The Portland Timbers are out east and set to take on the New York Red Bulls this afternoon, so let’s take a look at their opponents with some help from Austin Fido of Once a Metro, SB Nation’s Red Bulls Blog.
The Red Bulls are packing in the fixtures this week as they turn around an host their CONCACAF foes Club Tijuana on Tuesday. How will Jesse Marsch handle the tight turnaround? Will we see some squad rotation or will the Red Bulls be relying on their youngsters to bounce back quickly from match to match?
Good question. Marsch could go either way, and I wouldn’t blame him for whichever option he chooses. My guess is he won’t rotate nearly as much as we might expect. It’s still early days in the season and he’s trying to build fitness and chemistry on the field. The team also has promoted this game as a chance for fans to see our new big-splash signing, Kaku, and I’m not sure that the Red Bulls will throw him on the field surrounded by reserves (though that did happen in preseason). It would sort of defeat the point of getting him on the field quickly.
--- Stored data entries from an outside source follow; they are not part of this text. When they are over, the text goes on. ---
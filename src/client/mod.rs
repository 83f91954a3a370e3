//! Remote transport for the engine's HTTP API.
//!
//! One [`Transport`] serves all endpoint families; the request builders in
//! [`request`] decide the body shape for each of them.

mod error;
pub mod request;
mod transport;

pub use error::{ApiError, HasuraError, TransportError};
pub use request::{
    is_sql, metadata_request_no_prefix, query_request, v2_query_request, BulkRequest, Operation,
    RunSqlArgs, RunSqlStyle, SqlResponse,
};
pub use transport::{
    post, HttpTransport, RawResponse, Transport, ACCESS_KEY_HEADER, ADMIN_SECRET_HEADER,
};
I expect light rotation. Maybe a planned substitution for BWP at 60 minutes, little-to-no Marc Rzatkowski - cos it sounds like the team wants him to be fully fit for CCL next week - and perhaps a start for the likes of Derrick Etienne, Connor Lade, Fidel Escobar, Carlos Rivas, or even Tommy Redding (who has sort of disappeared recently). But I’d be surprised to see a lineup featuring all five of those guys from kick-off.
I think Jesse will shoot for something closely resembling a first XI, have an idea of who he would like to sub out early in the second half, and hope to give Kaku his first experience of a full 90 with his new teammates against serious opposition.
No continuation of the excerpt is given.